Justice Stephen Breyer issued a concurring opinion, which was joined by Justices Anthony Kennedy and Samuel Alito. Justice Breyer wrote separately to emphasize three points. First, Justice Breyer observed that evidence showing only knowledge of a patent would likely not meet the standard for willful infringement. Rather, in Justice Breyer's view, willful infringement would require both knowledge of the patent and some additional evidence of egregious conduct by the defendant. Second, Justice Breyer noted that Section 298 of the Patent Act prevents a fact-finder (such as a jury or judge) from considering evidence that a defendant failed to obtain the advice of counsel prior to infringing the patent. Third, Justice Breyer noted that any damages awarded for willful infringement should not be used to compensate a plaintiff for the cost of bringing suit as those costs are already subject to being awarded under Section 285 of the Patent Act. Justice Breyer explained that he was raising these points to emphasize that a finding of willful infringement should only occur in cases of "egregious misconduct" and that courts should be wary of plaintiffs seeking to use the threat of willful infringement to coerce a settlement or otherwise deter lawful conduct by defendants.

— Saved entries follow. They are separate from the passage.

//! Namespaced key construction.
//!
//! Every key a backend touches lives under its cache identifier:
//!
//! ```text
//! <cacheIdentifier>:entry:<entryIdentifier>   -> entry data
//! <cacheIdentifier>:entries                   -> list of entry identifiers
//! <cacheIdentifier>:tag:<tagName>             -> set of entry identifiers
//! <cacheIdentifier>:tags:<entryIdentifier>    -> set of tag names
//! <cacheIdentifier>:frozen                    -> frozen marker
//! ```

/// Builds store keys for one cache identifier.
#[derive(Clone, Debug, PartialEq, Eq)]
pub struct KeyBuilder {
    prefix: String,
}

impl KeyBuilder {
    pub fn new(cache_identifier: &str) -> Self {
        KeyBuilder {
            prefix: format!("{}:", cache_identifier),
        }
    }

    /// Namespace prefix including the trailing separator, e.g. `"pages:"`.
    ///
    /// Lua scripts receive this and build the per-entry keys server-side.
    pub fn prefix(&self) -> &str {
        &self.prefix
    }

    /// Prefix an arbitrary identifier.
    pub fn build(&self, identifier: &str) -> String {
        format!("{}{}", self.prefix, identifier)
    }

    pub fn entry(&self, entry_identifier: &str) -> String {
        format!("{}entry:{}", self.prefix, entry_identifier)
    }

    pub fn entries(&self) -> String {
        self.build("entries")
    }

    pub fn tag(&self, tag: &str) -> String {
        format!("{}tag:{}", self.prefix, tag)
    }

    pub fn tags(&self, entry_identifier: &str) -> String {
        format!("{}tags:{}", self.prefix, entry_identifier)
    }

    pub fn frozen(&self) -> String {
        self.build("frozen")
    }
}
//! Cache backend traits and implementations.
//!
//! A backend is split into capability traits the way callers consume it:
//!
//! - [`CacheBackend`]: entry storage (`set`, `get`, `has`, `remove`, `flush`)
//! - [`TaggableBackend`]: bulk lookup and invalidation by tag
//! - [`FreezableBackend`]: read-only, non-expiring mode
//! - [`IterableBackend`]: cursor over the entries index
//!
//! Both [`InMemoryBackend`] and [`RedisBackend`] implement all four over the
//! same key layout (see [`crate::key`]).

use crate::error::{Error, Result};
use serde::Deserialize;
use std::collections::HashSet;
use std::future::Future;
use std::time::Duration;

#[cfg(feature = "inmemory")]
pub mod inmemory;
#[cfg(feature = "redis")]
pub mod redis;

#[cfg(feature = "inmemory")]
pub use self::inmemory::InMemoryBackend;
#[cfg(feature = "redis")]
pub use self::redis::{RedisBackend, RedisConfig};

/// Default entry lifetime in seconds when none is configured.
pub const DEFAULT_LIFETIME_SECS: u64 = 3600;

/// Default cap on WATCH/EXEC attempts.
pub const DEFAULT_MAX_ATTEMPTS: u32 = 100;

/// Longest expiry handed to the store, in seconds. Longer lifetimes are
/// stored without expiry.
pub const MAX_EXPIRY_SECS: u64 = 1 << 40;

/// Upper bound for the pause between optimistic retries.
const MAX_BACKOFF_MS: u64 = 50;

/// Entry storage operations.
pub trait CacheBackend: Send + Sync {
    /// Identifier every key of this backend is namespaced under.
    fn cache_identifier(&self) -> &str;

    /// Store `data` under `entry_identifier`, replacing any previous value.
    ///
    /// `lifetime: None` uses the configured default; `Some(Duration::ZERO)`
    /// stores the entry without expiry.
    ///
    /// # Errors
    /// - `Error::Frozen` if the backend is frozen
    /// - `Error::BackendError` if the store rejects the transaction
    fn set(
        &self,
        entry_identifier: &str,
        data: Vec<u8>,
        tags: &[&str],
        lifetime: Option<Duration>,
    ) -> impl Future<Output = Result<()>> + Send;

    /// Load an entry. `Ok(None)` when absent or expired.
    fn get(&self, entry_identifier: &str) -> impl Future<Output = Result<Option<Vec<u8>>>> + Send;

    /// Whether an entry exists. Tag indexes are not consulted.
    fn has(&self, entry_identifier: &str) -> impl Future<Output = Result<bool>> + Send;

    /// Remove an entry together with its tag associations.
    ///
    /// Returns `true` once the removal committed, whether or not the entry
    /// existed beforehand.
    fn remove(&self, entry_identifier: &str) -> impl Future<Output = Result<bool>> + Send;

    /// Remove every entry and tag of this cache and leave the frozen state.
    ///
    /// This is the only mutating operation permitted on a frozen backend.
    fn flush(&self) -> impl Future<Output = Result<()>> + Send;

    /// Prune identifiers of entries that no longer exist from the entries
    /// index and tag sets. Returns the number of distinct identifiers pruned.
    ///
    /// Does nothing on a frozen backend.
    fn collect_garbage(&self) -> impl Future<Output = Result<u64>> + Send;
}

/// Tag index operations.
pub trait TaggableBackend: CacheBackend {
    /// Remove all entries carrying `tag`. Returns how many were affected.
    ///
    /// Identifiers stay in the entries index until `remove` or
    /// `collect_garbage` drops them.
    fn flush_by_tag(&self, tag: &str) -> impl Future<Output = Result<u64>> + Send;

    /// Identifiers currently recorded under `tag`.
    fn find_identifiers_by_tag(
        &self,
        tag: &str,
    ) -> impl Future<Output = Result<HashSet<String>>> + Send;
}

/// Frozen mode.
pub trait FreezableBackend: CacheBackend {
    /// Strip the expiry of every stored entry and mark the backend frozen.
    ///
    /// # Errors
    /// `Error::Frozen` if already frozen.
    fn freeze(&self) -> impl Future<Output = Result<()>> + Send;

    fn is_frozen(&self) -> impl Future<Output = Result<bool>> + Send;
}

/// Forward cursor over the positions of the entries index.
///
/// The cursor walks list positions, not live entries: `current` yields
/// `None` for identifiers whose entry was flushed by tag or expired.
pub trait IterableBackend: CacheBackend {
    /// Move the cursor back to the first position.
    fn rewind(&mut self);

    /// Advance the cursor by one position.
    fn next(&mut self);

    /// Identifier at the cursor, `None` past the end.
    fn key(&self) -> impl Future<Output = Result<Option<String>>> + Send;

    fn valid(&self) -> impl Future<Output = Result<bool>> + Send {
        async move { Ok(self.key().await?.is_some()) }
    }

    /// Data of the entry at the cursor.
    fn current(&self) -> impl Future<Output = Result<Option<Vec<u8>>>> + Send {
        async move {
            match self.key().await? {
                Some(entry_identifier) => self.get(&entry_identifier).await,
                None => Ok(None),
            }
        }
    }
}

/// How often optimistic WATCH/EXEC loops may retry on conflict.
#[derive(Clone, Copy, Debug, PartialEq, Eq, Deserialize)]
#[serde(rename_all = "snake_case")]
pub enum RetryPolicy {
    /// Retry until the transaction commits.
    Unbounded,
    /// Give up with `Error::ConcurrentModification` after `max_attempts`.
    Bounded { max_attempts: u32 },
}

impl Default for RetryPolicy {
    fn default() -> Self {
        RetryPolicy::Bounded {
            max_attempts: DEFAULT_MAX_ATTEMPTS,
        }
    }
}

impl RetryPolicy {
    /// Whether another attempt may follow `attempts` aborted ones.
    pub fn permits(&self, attempts: u32) -> bool {
        match self {
            RetryPolicy::Unbounded => true,
            RetryPolicy::Bounded { max_attempts } => attempts < *max_attempts,
        }
    }

    /// Pause before the next attempt after `attempts` aborted transactions
    /// on `key`, doubling from 1 ms up to 50 ms.
    ///
    /// # Errors
    /// `Error::ConcurrentModification` once the policy allows no further
    /// attempt.
    pub fn delay_after(&self, key: &str, attempts: u32) -> Result<Duration> {
        if !self.permits(attempts) {
            return Err(Error::ConcurrentModification {
                key: key.to_string(),
                attempts,
            });
        }
        let delay = 2_u64
            .saturating_pow(attempts.saturating_sub(1))
            .min(MAX_BACKOFF_MS);
        Ok(Duration::from_millis(delay))
    }
}

/// Settings shared by every backend implementation.
#[derive(Clone, Debug, PartialEq, Eq, Deserialize)]
#[serde(default)]
pub struct BackendOptions {
    pub cache_identifier: String,
    /// Seconds; 0 stores entries without expiry.
    pub default_lifetime: u64,
    pub retry_policy: RetryPolicy,
}

impl Default for BackendOptions {
    fn default() -> Self {
        BackendOptions {
            cache_identifier: "default".to_string(),
            default_lifetime: DEFAULT_LIFETIME_SECS,
            retry_policy: RetryPolicy::default(),
        }
    }
}

impl BackendOptions {
    pub fn new(cache_identifier: impl Into<String>) -> Self {
        BackendOptions {
            cache_identifier: cache_identifier.into(),
            ..Default::default()
        }
    }

    pub fn with_default_lifetime(mut self, seconds: u64) -> Self {
        self.default_lifetime = seconds;
        self
    }

    pub fn with_retry_policy(mut self, policy: RetryPolicy) -> Self {
        self.retry_policy = policy;
        self
    }

    /// # Errors
    /// `Error::ConfigError` for an empty cache identifier or a zero attempt cap.
    pub fn validate(&self) -> Result<()> {
        if self.cache_identifier.is_empty() {
            return Err(Error::ConfigError(
                "cache identifier must not be empty".to_string(),
            ));
        }
        if let RetryPolicy::Bounded { max_attempts: 0 } = self.retry_policy {
            return Err(Error::ConfigError(
                "retry policy must allow at least one attempt".to_string(),
            ));
        }
        Ok(())
    }

    /// Resolve a requested lifetime to the expiry to apply, `None` meaning
    /// no expiry.
    ///
    /// Zero and lifetimes beyond [`MAX_EXPIRY_SECS`] both store without
    /// expiry.
    pub fn resolve_lifetime(&self, lifetime: Option<Duration>) -> Option<Duration> {
        let lifetime = lifetime.unwrap_or(Duration::from_secs(self.default_lifetime));
        if lifetime.is_zero() || expiry_seconds(lifetime) > MAX_EXPIRY_SECS {
            None
        } else {
            Some(lifetime)
        }
    }
}

/// Whole seconds the store should keep an entry, rounding partial seconds up.
pub(crate) fn expiry_seconds(lifetime: Duration) -> u64 {
    lifetime
        .as_secs()
        .saturating_add(u64::from(lifetime.subsec_nanos() > 0))
}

==Subsequent proceedings==
Following the Supreme Court's ruling, the case was remanded to the Federal Circuit for further proceedings. On August 5, 2016, the Federal Circuit subsequently vacated the district court's prior order overturning the willfulness verdict and remanded the case to the district court for reconsideration of that decision. On September 6, 2017, the district court again denied Halo's request for enhanced damages, determining that there was insufficient evidence to prove that Pulse had acted in an egregious manner or like a "pirate."

In the same term, the Supreme Court accepted the case WesternGeco LLC v. ION Geophysical Corp. and sent it back down for reconsideration in light of Halo Electronics.

==Reactions to the Supreme Court's decision==
Reaction to the Supreme Court's decision was mixed with some commentators praising the Court's decision to eliminate the Federal Circuit's restrictive Seagate test, while others expressed concern at the lack of clarity about when willfulness findings would be warranted going forward. Writing for IPWatchdog on the decision's fifth anniversary, Michael Cicero noted that subsequent decisions applying the Supreme Court's opinion had "lacked consistency" and that the Court's decision had only generated new questions surrounding when willfulness claims were warranted. Finally, at SCOTUSBlog, Ronald Mann interpreted the Court's decision as emblematic of the Supreme Court's repeated frustration with the Federal Circuit and its overeagerness to construct tests that were not reflected in controlling statutory language.